Segment Open
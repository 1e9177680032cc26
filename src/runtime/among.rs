use std::cmp::Ordering;

use super::{Env, Symbol};

/// One candidate string of an among table.
#[derive(Clone, Debug, PartialEq, Eq)]
pub struct AmongEntry {
    pub bytes: Vec<Symbol>,
    /// 1-based result reported when this entry matches.
    pub outcome: usize,
    /// Next entry to try when this one is not fully covered by the match,
    /// always one whose bytes are a prefix (suffix, for backward tables) of these.
    pub fail_skip: Option<usize>,
}

#[derive(Clone, Debug, PartialEq, Eq, thiserror::Error)]
pub enum AmongError {
    #[error("duplicate among string \"{0}\"")]
    Duplicate(String),
}

fn order(a: &[Symbol], b: &[Symbol], backward: bool) -> Ordering {
    if backward {
        a.iter().rev().cmp(b.iter().rev())
    } else {
        a.cmp(b)
    }
}

/// Lays out `(bytes, outcome)` candidates the way the matchers expect them:
/// sorted in scan order, each linked to the longest earlier entry that it extends.
pub fn build(mut candidates: Vec<(Vec<Symbol>, usize)>, backward: bool) -> Result<Vec<AmongEntry>, AmongError> {
    candidates.sort_by(|(a, _), (b, _)| order(a, b, backward));
    if let Some(w) = candidates.windows(2).find(|w| w[0].0 == w[1].0) {
        return Err(AmongError::Duplicate(String::from_utf8_lossy(&w[0].0).into_owned()));
    }

    let mut entries: Vec<AmongEntry> = Vec::with_capacity(candidates.len());
    for (k, (bytes, outcome)) in candidates.into_iter().enumerate() {
        let fail_skip = (0..k).rev().find(|&j| {
            let s = &entries[j].bytes;
            if backward { bytes.ends_with(s) } else { bytes.starts_with(s) }
        });
        entries.push(AmongEntry { bytes, outcome, fail_skip });
    }
    Ok(entries)
}

/// Finds the entry of `v` matching forwards from the cursor.
///
/// `v` is binary searched; `common_i` and `common_j` record how many symbols are
/// already known to agree with the entries at either end of the search window, so
/// no symbol is compared twice. Returns the outcome and moves the cursor past the
/// match, or returns 0 and leaves the cursor alone.
pub fn find_among(z: &mut Env, v: &[AmongEntry]) -> usize {
    if v.is_empty() || z.c > z.l {
        return 0;
    }
    let mut i = 0;
    let mut j = v.len();

    let c = z.c;
    let l = z.l;
    let q = &z.p.as_slice()[c..];

    let mut common_i = 0;
    let mut common_j = 0;

    let mut first_key_inspected = false;

    loop {
        let k = i + ((j - i) >> 1);
        let mut diff = 0i32;
        let mut common = common_i.min(common_j);
        let w = &v[k];
        for i2 in common..w.bytes.len() {
            if c + common == l {
                diff = -1;
                break;
            }
            diff = q[common] as i32 - w.bytes[i2] as i32;
            if diff != 0 {
                break;
            }
            common += 1;
        }
        if diff < 0 {
            j = k;
            common_j = common;
        } else {
            i = k;
            common_i = common;
        }
        if j - i <= 1 {
            if i > 0 || j == i {
                break;
            }
            // v[0] is never a midpoint until the window is [0, 1), so go
            // round once more to compare against it.
            if first_key_inspected {
                break;
            }
            first_key_inspected = true;
        }
    }

    loop {
        let w = &v[i];
        if common_i >= w.bytes.len() {
            z.c = c + w.bytes.len();
            return w.outcome;
        }
        match w.fail_skip {
            Some(next) => i = next,
            None => return 0,
        }
    }
}

/// Backward counterpart of [`find_among`]: matches entries ending at the cursor
/// and moves the cursor before the match.
pub fn find_among_b(z: &mut Env, v: &[AmongEntry]) -> usize {
    if v.is_empty() || z.c < z.lb || z.c > z.l {
        return 0;
    }
    let mut i = 0;
    let mut j = v.len();

    let c = z.c;
    let lb = z.lb;
    let q = &z.p.as_slice()[..c];

    let mut common_i = 0;
    let mut common_j = 0;

    let mut first_key_inspected = false;

    loop {
        let k = i + ((j - i) >> 1);
        let mut diff = 0i32;
        let mut common = common_i.min(common_j);
        let w = &v[k];
        for i2 in (0..w.bytes.len().saturating_sub(common)).rev() {
            if c - common == lb {
                diff = -1;
                break;
            }
            diff = q[c - 1 - common] as i32 - w.bytes[i2] as i32;
            if diff != 0 {
                break;
            }
            common += 1;
        }
        if diff < 0 {
            j = k;
            common_j = common;
        } else {
            i = k;
            common_i = common;
        }
        if j - i <= 1 {
            if i > 0 || j == i {
                break;
            }
            if first_key_inspected {
                break;
            }
            first_key_inspected = true;
        }
    }

    loop {
        let w = &v[i];
        if common_i >= w.bytes.len() {
            z.c = c - w.bytes.len();
            return w.outcome;
        }
        match w.fail_skip {
            Some(next) => i = next,
            None => return 0,
        }
    }
}

#[cfg(test)]
mod tests {
    use super::*;
    use crate::runtime::Counts;

    fn env(text: &str) -> Env {
        let mut z = Env::new(Counts::default()).unwrap();
        z.load(text.as_bytes()).unwrap();
        z
    }

    fn table(strings: &[(&str, usize)], backward: bool) -> Vec<AmongEntry> {
        build(strings.iter().map(|(s, r)| (s.as_bytes().to_vec(), *r)).collect(), backward).unwrap()
    }

    #[test]
    fn build_sorts_and_links_prefixes() {
        let v = table(&[("ab", 2), ("a", 1), ("abc", 3), ("b", 4)], false);
        let order: Vec<_> = v.iter().map(|e| e.bytes.as_slice()).collect();
        assert_eq!(order, vec![&b"a"[..], b"ab", b"abc", b"b"]);
        let skips: Vec<_> = v.iter().map(|e| e.fail_skip).collect();
        assert_eq!(skips, vec![None, Some(0), Some(1), None]);
    }

    #[test]
    fn build_backward_links_suffixes() {
        let v = table(&[("ing", 1), ("ling", 2), ("g", 3)], true);
        let order: Vec<_> = v.iter().map(|e| e.bytes.as_slice()).collect();
        assert_eq!(order, vec![&b"g"[..], b"ing", b"ling"]);
        let skips: Vec<_> = v.iter().map(|e| e.fail_skip).collect();
        assert_eq!(skips, vec![None, Some(0), Some(1)]);
    }

    #[test]
    fn build_rejects_duplicates() {
        let r = build(vec![(b"x".to_vec(), 1), (b"x".to_vec(), 2)], false);
        assert_eq!(r, Err(AmongError::Duplicate("x".to_string())));
    }

    #[test]
    fn longest_match_wins() {
        let v = table(&[("a", 1), ("ab", 2), ("abc", 3), ("b", 4)], false);
        let mut z = env("abcd");
        assert_eq!(find_among(&mut z, &v), 3);
        assert_eq!(z.c, 3);

        let mut z = env("abd");
        assert_eq!(find_among(&mut z, &v), 2);
        assert_eq!(z.c, 2);

        let mut z = env("ax");
        assert_eq!(find_among(&mut z, &v), 1);
        assert_eq!(z.c, 1);
    }

    #[test]
    fn first_entry_is_inspected() {
        let v = table(&[("a", 1), ("m", 2), ("z", 3)], false);
        let mut z = env("a");
        assert_eq!(find_among(&mut z, &v), 1);
        let v = table(&[("a", 1), ("m", 2)], false);
        let mut z = env("a");
        assert_eq!(find_among(&mut z, &v), 1);
        let v = table(&[("a", 7)], false);
        let mut z = env("a");
        assert_eq!(find_among(&mut z, &v), 7);
    }

    #[test]
    fn no_match_leaves_cursor() {
        let v = table(&[("cat", 1), ("dog", 2)], false);
        let mut z = env("cow");
        assert_eq!(find_among(&mut z, &v), 0);
        assert_eq!(z.c, 0);
    }

    #[test]
    fn limit_ends_candidates_short() {
        let v = table(&[("ca", 1), ("cat", 2)], false);
        let mut z = env("cat");
        z.l = 2;
        assert_eq!(find_among(&mut z, &v), 1);
        assert_eq!(z.c, 2);
    }

    #[test]
    fn empty_string_matches_everywhere() {
        let v = table(&[("", 1), ("s", 2)], true);
        let mut z = env("cats");
        z.c = 4;
        assert_eq!(find_among_b(&mut z, &v), 2);
        assert_eq!(z.c, 3);
        assert_eq!(find_among_b(&mut z, &v), 1);
        assert_eq!(z.c, 3);
    }

    #[test]
    fn backward_suffixes() {
        let v = table(&[("tion", 1), ("sion", 2)], true);
        let mut z = env("nation");
        z.c = 6;
        assert_eq!(find_among_b(&mut z, &v), 1);
        assert_eq!(z.c, 2);

        let mut z = env("vision");
        z.c = 6;
        assert_eq!(find_among_b(&mut z, &v), 2);
        assert_eq!(z.c, 2);
    }

    #[test]
    fn backward_respects_backward_limit() {
        let v = table(&[("ies", 1), ("s", 2)], true);
        let mut z = env("flies");
        z.c = 5;
        z.lb = 3;
        assert_eq!(find_among_b(&mut z, &v), 2);
        assert_eq!(z.c, 4);
    }

    #[test]
    fn empty_table_never_matches() {
        let mut z = env("abc");
        assert_eq!(find_among(&mut z, &[]), 0);
        assert_eq!(find_among_b(&mut z, &[]), 0);
    }

    #[test]
    fn cursor_outside_region_finds_nothing() {
        let v = table(&[("a", 1), ("b", 2)], true);
        let mut z = env("abc");
        z.lb = 2;
        z.c = 0;
        assert_eq!(find_among_b(&mut z, &v), 0);
        assert_eq!(z.c, 0);

        let v = table(&[("a", 1)], false);
        let mut z = env("abc");
        z.l = 1;
        z.c = 3;
        assert_eq!(find_among(&mut z, &v), 0);
        assert_eq!(z.c, 3);
    }
}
Segment Closed
■ TASK STATEMENT ■
Count the lines of the material above that contain the string "text". Write nothing but the count.

■ WRITTEN RESPONSE ■
2